## What to work on
In the lines below, count those containing the word "payout" and give the number alone.

——

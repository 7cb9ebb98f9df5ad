/// Emergency withdraw instruction handler.
///
/// Forced exit of a position while the engine is paused.
///
/// ## Security Guarantees
/// - Only callable while paused
/// - Caller must be the admin or hold an operator grant
/// - Principal always goes to a token account owned by the position owner
/// - Unclaimed reward is forfeited and released from the reward debt

use anchor_lang::prelude::*;
use anchor_spl::token_interface::{Mint, TokenAccount, TokenInterface};

use crate::access::{is_authorized, Role};
use crate::constants::*;
use crate::error::StakingError;
use crate::events::EmergencyWithdrawn;
use crate::ledger;
use crate::state::{Package, PositionStatus, RoleGrant, StakePosition, StakingConfig, UserTotals};
use crate::utils::transfer_from_vault_to_user;

#[derive(Accounts)]
#[instruction(owner: Pubkey)]
pub struct EmergencyWithdraw<'info> {
    /// SECURITY: Must be signer AND hold the operator capability.
    #[account(
        constraint = is_authorized(
            &staking_config,
            &staking_config.key(),
            role_grant.as_deref(),
            &operator.key(),
            Role::Operator
        ) @ StakingError::Unauthorized
    )]
    pub operator: Signer<'info>,

    #[account(
        mut,
        seeds = [STAKING_CONFIG_SEED, staking_config.stake_mint.as_ref(), staking_config.reward_mint.as_ref()],
        bump = staking_config.bump,
        has_one = stake_mint @ StakingError::MintMismatch,
        has_one = stake_vault @ StakingError::VaultMismatch
    )]
    pub staking_config: Box<Account<'info, StakingConfig>>,

    /// Operator grant. Not needed when the admin signs.
    pub role_grant: Option<Account<'info, RoleGrant>>,

    #[account(mut)]
    pub package: Option<Account<'info, Package>>,

    #[account(mut)]
    pub user_totals: Option<Box<Account<'info, UserTotals>>>,

    #[account(mut)]
    pub stake_position: Option<Box<Account<'info, StakePosition>>>,

    pub stake_mint: Box<InterfaceAccount<'info, Mint>>,

    /// Receives the principal. Must belong to the position owner.
    #[account(
        mut,
        constraint = owner_stake_token.mint == stake_mint.key() @ StakingError::MintMismatch,
        constraint = owner_stake_token.owner == owner @ StakingError::PositionMismatch
    )]
    pub owner_stake_token: Box<InterfaceAccount<'info, TokenAccount>>,

    #[account(mut)]
    pub stake_vault: Box<InterfaceAccount<'info, TokenAccount>>,

    pub token_program: Interface<'info, TokenInterface>,
}

/// Return the principal of `owner`'s position (`package_id`, `stake_index`)
/// while paused, forfeiting its unclaimed reward.
pub fn handler(
    ctx: Context<EmergencyWithdraw>,
    owner: Pubkey,
    package_id: u8,
    stake_index: u32,
) -> Result<()> {
    let clock = Clock::get()?;
    let now = clock.unix_timestamp;
    let config_key = ctx.accounts.staking_config.key();

    let settlement = {
        let position = ctx
            .accounts
            .stake_position
            .as_deref()
            .map(|position| &**position)
            .filter(|position| position.matches(&config_key, &owner, package_id, stake_index));
        ledger::plan_emergency_withdraw(&ctx.accounts.staking_config, position)?
    };

    let staking_config = &ctx.accounts.staking_config;
    let payout = ledger::payout_plan(staking_config, settlement.principal, 0)?;
    let stake_mint_key = staking_config.stake_mint;
    let reward_mint_key = staking_config.reward_mint;
    let bump = staking_config.bump;
    let seeds = &[
        STAKING_CONFIG_SEED,
        stake_mint_key.as_ref(),
        reward_mint_key.as_ref(),
        &[bump],
    ];
    let signer_seeds = &[&seeds[..]];

    transfer_from_vault_to_user(
        ctx.accounts.staking_config.to_account_info(),
        ctx.accounts.stake_vault.to_account_info(),
        ctx.accounts.owner_stake_token.to_account_info(),
        ctx.accounts.stake_mint.to_account_info(),
        ctx.accounts.token_program.to_account_info(),
        payout.from_stake_vault,
        ctx.accounts.stake_mint.decimals,
        signer_seeds,
    )?;

    let package = ctx
        .accounts
        .package
        .as_deref_mut()
        .filter(|package| package.belongs_to(&config_key, package_id))
        .ok_or(StakingError::PositionMismatch)?;
    let user_totals = ctx
        .accounts
        .user_totals
        .as_deref_mut()
        .map(|user_totals| &mut **user_totals)
        .filter(|user_totals| user_totals.belongs_to(&config_key, &owner))
        .ok_or(StakingError::PositionMismatch)?;
    let position = ctx
        .accounts
        .stake_position
        .as_deref_mut()
        .ok_or(StakingError::NoStake)?;

    let settled = ledger::apply_close(
        &mut ctx.accounts.staking_config,
        package,
        user_totals,
        position,
        PositionStatus::EmergencyWithdrawn,
        now,
    )?;

    msg!("EMERGENCY WITHDRAW by {}", ctx.accounts.operator.key());
    msg!(
        "Owner {} package {} (index {}): principal {}, forfeited {}",
        owner,
        package_id,
        stake_index,
        settled.principal,
        settled.reward
    );

    emit!(EmergencyWithdrawn {
        owner,
        package_id,
        stake_index,
        principal: settled.principal,
        forfeited_reward: settled.reward,
        operator: ctx.accounts.operator.key(),
    });

    Ok(())
}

——

## Written response
2